Archives of Care: Histories of Mental Health & Immigration Control in Scotland
Year of award: 2025
Grantholders
Dr Joel White
Newcastle University, United Kingdom
Project summary
This project investigates the imbrication of immigration controls and mental health care, through an empirical study on Scotland's asylum and immigration system. It historicizes this system within legacies of colonial and racialised mental health assessment, looking at how key NGOs, volunteer health care workers, and informal care networks interpret this history. The project uses a novel combination of ethnographic and archival methodologies to collaboratively generate ‘alternative archives’ that speak to this history, whilst exploring the practices, beliefs and motivations of people involved in providing contemporary mental health assessment and care.
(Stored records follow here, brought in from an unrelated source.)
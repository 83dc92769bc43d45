use axum::routing::post;
use axum::Router;

use crate::handlers::seo;
use crate::state::AppState;

pub fn router() -> Router<AppState> {
    Router::new().route("/generate-keywords", post(seo::generate_keywords))
}
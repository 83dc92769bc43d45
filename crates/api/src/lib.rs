//! Taleify API server library.
//!
//! Exposes the building blocks (config, state, error handling, routes) so
//! integration tests and the binary entrypoint can both access them.

pub mod config;
pub mod error;
pub mod handlers;
pub mod middleware;
pub mod response;
pub mod router;
pub mod routes;
pub mod state;
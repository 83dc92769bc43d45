use std::path::PathBuf;
use std::str::FromStr;
use std::time::Duration;

/// A configuration value that could not be parsed.
#[derive(Debug, thiserror::Error)]
#[error("{key} must be a valid {expected}, got '{value}'")]
pub struct ConfigError {
    pub key: &'static str,
    pub value: String,
    pub expected: &'static str,
}

/// Server configuration loaded from environment variables.
///
/// All fields have defaults suitable for local development.
#[derive(Debug, Clone)]
pub struct ServerConfig {
    /// Bind address (default: `0.0.0.0`).
    pub host: String,
    /// Bind port (default: `8000`).
    pub port: u16,
    /// Allowed CORS origins, parsed from comma-separated `CORS_ORIGINS`.
    pub cors_origins: Vec<String>,
    /// HTTP request timeout in seconds (default: `30`).
    pub request_timeout_secs: u64,
    /// How long shutdown waits for in-flight pages (default: `30`).
    pub shutdown_timeout_secs: u64,
    /// Public base URL used to build file URLs.
    pub app_url: String,
    /// Directory for uploads and results (default: `storage/uploads`).
    pub upload_dir: PathBuf,
    /// Shared secret for the `X-API-Key` header. `None` disables the check.
    pub api_key: Option<String>,
    pub jobs: JobsConfig,
}

/// Job tracking and image capability settings.
#[derive(Debug, Clone)]
pub struct JobsConfig {
    pub process_ttl_secs: u64,
    pub cache_max_entries: usize,
    pub sweep_interval_secs: u64,
    /// Bound on each fetch, mask, synthesis and store call.
    pub external_call_timeout_secs: u64,
    pub openai_api_key: Option<String>,
    pub openai_base_url: String,
    pub synthesis_model: String,
    pub synthesis_size: String,
    pub synthesis_quality: String,
    /// Endpoint of the face-masking service. `None` skips masking.
    pub face_masker_url: Option<String>,
    /// Chat model behind `POST /api/v1/generate-keywords`.
    pub keyword_model: String,
}

impl JobsConfig {
    pub fn process_ttl(&self) -> Duration {
        Duration::from_secs(self.process_ttl_secs)
    }

    pub fn sweep_interval(&self) -> Duration {
        Duration::from_secs(self.sweep_interval_secs)
    }

    pub fn external_call_timeout(&self) -> Duration {
        Duration::from_secs(self.external_call_timeout_secs)
    }
}

impl ServerConfig {
    /// Load configuration from environment variables with defaults.
    ///
    /// | Env Var                      | Default                     |
    /// |------------------------------|-----------------------------|
    /// | `HOST`                       | `0.0.0.0`                   |
    /// | `PORT`                       | `8000`                      |
    /// | `CORS_ORIGINS`               | `http://localhost:5173`     |
    /// | `REQUEST_TIMEOUT_SECS`       | `30`                        |
    /// | `SHUTDOWN_TIMEOUT_SECS`      | `30`                        |
    /// | `APP_URL`                    | `http://localhost:8000`     |
    /// | `UPLOAD_DIR`                 | `storage/uploads`           |
    /// | `API_KEY`                    | unset                       |
    /// | `PROCESS_TTL_SECS`           | `3600`                      |
    /// | `CACHE_MAX_ENTRIES`          | `1000`                      |
    /// | `CACHE_SWEEP_INTERVAL_SECS`  | `60`                        |
    /// | `EXTERNAL_CALL_TIMEOUT_SECS` | `180`                       |
    /// | `OPENAI_API_KEY`             | unset                       |
    /// | `OPENAI_BASE_URL`            | `https://api.openai.com/v1` |
    /// | `SYNTHESIS_MODEL`            | `gpt-image-1`               |
    /// | `SYNTHESIS_SIZE`             | `1024x1024`                 |
    /// | `SYNTHESIS_QUALITY`          | `high`                      |
    /// | `FACE_MASKER_URL`            | unset                       |
    /// | `KEYWORD_MODEL`              | `gpt-4`                     |
    pub fn from_env() -> Result<Self, ConfigError> {
        Self::from_lookup(|key| std::env::var(key).ok())
    }

    /// Build the configuration from an arbitrary key lookup.
    pub fn from_lookup(lookup: impl Fn(&str) -> Option<String>) -> Result<Self, ConfigError> {
        let env = Env(lookup);

        let cors_origins = env
            .string("CORS_ORIGINS", "http://localhost:5173")
            .split(',')
            .map(|s| s.trim().to_string())
            .filter(|s| !s.is_empty())
            .collect();

        let jobs = JobsConfig {
            process_ttl_secs: env.parse_nonzero("PROCESS_TTL_SECS", 3600)?,
            cache_max_entries: env.parse("CACHE_MAX_ENTRIES", 1000, "usize")?,
            sweep_interval_secs: env.parse_nonzero("CACHE_SWEEP_INTERVAL_SECS", 60)?,
            external_call_timeout_secs: env.parse_nonzero("EXTERNAL_CALL_TIMEOUT_SECS", 180)?,
            openai_api_key: env.optional("OPENAI_API_KEY"),
            openai_base_url: env.string("OPENAI_BASE_URL", taleify_imaging::openai::DEFAULT_BASE_URL),
            synthesis_model: env.string("SYNTHESIS_MODEL", "gpt-image-1"),
            synthesis_size: env.string("SYNTHESIS_SIZE", "1024x1024"),
            synthesis_quality: env.string("SYNTHESIS_QUALITY", "high"),
            face_masker_url: env.optional("FACE_MASKER_URL"),
            keyword_model: env.string("KEYWORD_MODEL", taleify_imaging::keywords::DEFAULT_KEYWORD_MODEL),
        };

        Ok(Self {
            host: env.string("HOST", "0.0.0.0"),
            port: env.parse("PORT", 8000, "u16")?,
            cors_origins,
            request_timeout_secs: env.parse("REQUEST_TIMEOUT_SECS", 30, "u64")?,
            shutdown_timeout_secs: env.parse("SHUTDOWN_TIMEOUT_SECS", 30, "u64")?,
            app_url: env.string("APP_URL", "http://localhost:8000"),
            upload_dir: PathBuf::from(env.string("UPLOAD_DIR", "storage/uploads")),
            api_key: env.optional("API_KEY"),
            jobs,
        })
    }
}

struct Env<F>(F);

impl<F: Fn(&str) -> Option<String>> Env<F> {
    fn string(&self, key: &str, default: &str) -> String {
        (self.0)(key).unwrap_or_else(|| default.to_string())
    }

    /// Unset and blank values are both `None`.
    fn optional(&self, key: &str) -> Option<String> {
        (self.0)(key)
            .map(|v| v.trim().to_string())
            .filter(|v| !v.is_empty())
    }

    fn parse<T: FromStr>(&self, key: &'static str, default: T, expected: &'static str) -> Result<T, ConfigError> {
        match (self.0)(key) {
            None => Ok(default),
            Some(raw) => raw.trim().parse().map_err(|_| ConfigError {
                key,
                value: raw,
                expected,
            }),
        }
    }

    /// A duration in seconds that must be at least one.
    fn parse_nonzero(&self, key: &'static str, default: u64) -> Result<u64, ConfigError> {
        const EXPECTED: &str = "positive number of seconds";
        let value = self.parse(key, default, EXPECTED)?;
        if value == 0 {
            return Err(ConfigError {
                key,
                value: value.to_string(),
                expected: EXPECTED,
            });
        }
        Ok(value)
    }
}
Here, divergent understandings of ‘care’ can overlap and come into friction, whilst different institutional and personal histories are drawn upon in evidencing and treating mental health conditions. The study takes its point of departure in Glasgow, a significant location due to its history as Scotland’s only asylum dispersal city, a ‘second city’ of the British Empire, and a key site for mental health intervention with migrant populations. Through detailed analysis of this case study and the cultivation of a new set of interdisciplinary methodological tools, the project will generate important ethical, conceptual, and practical interventions in the study of mental health, care, and colonial history.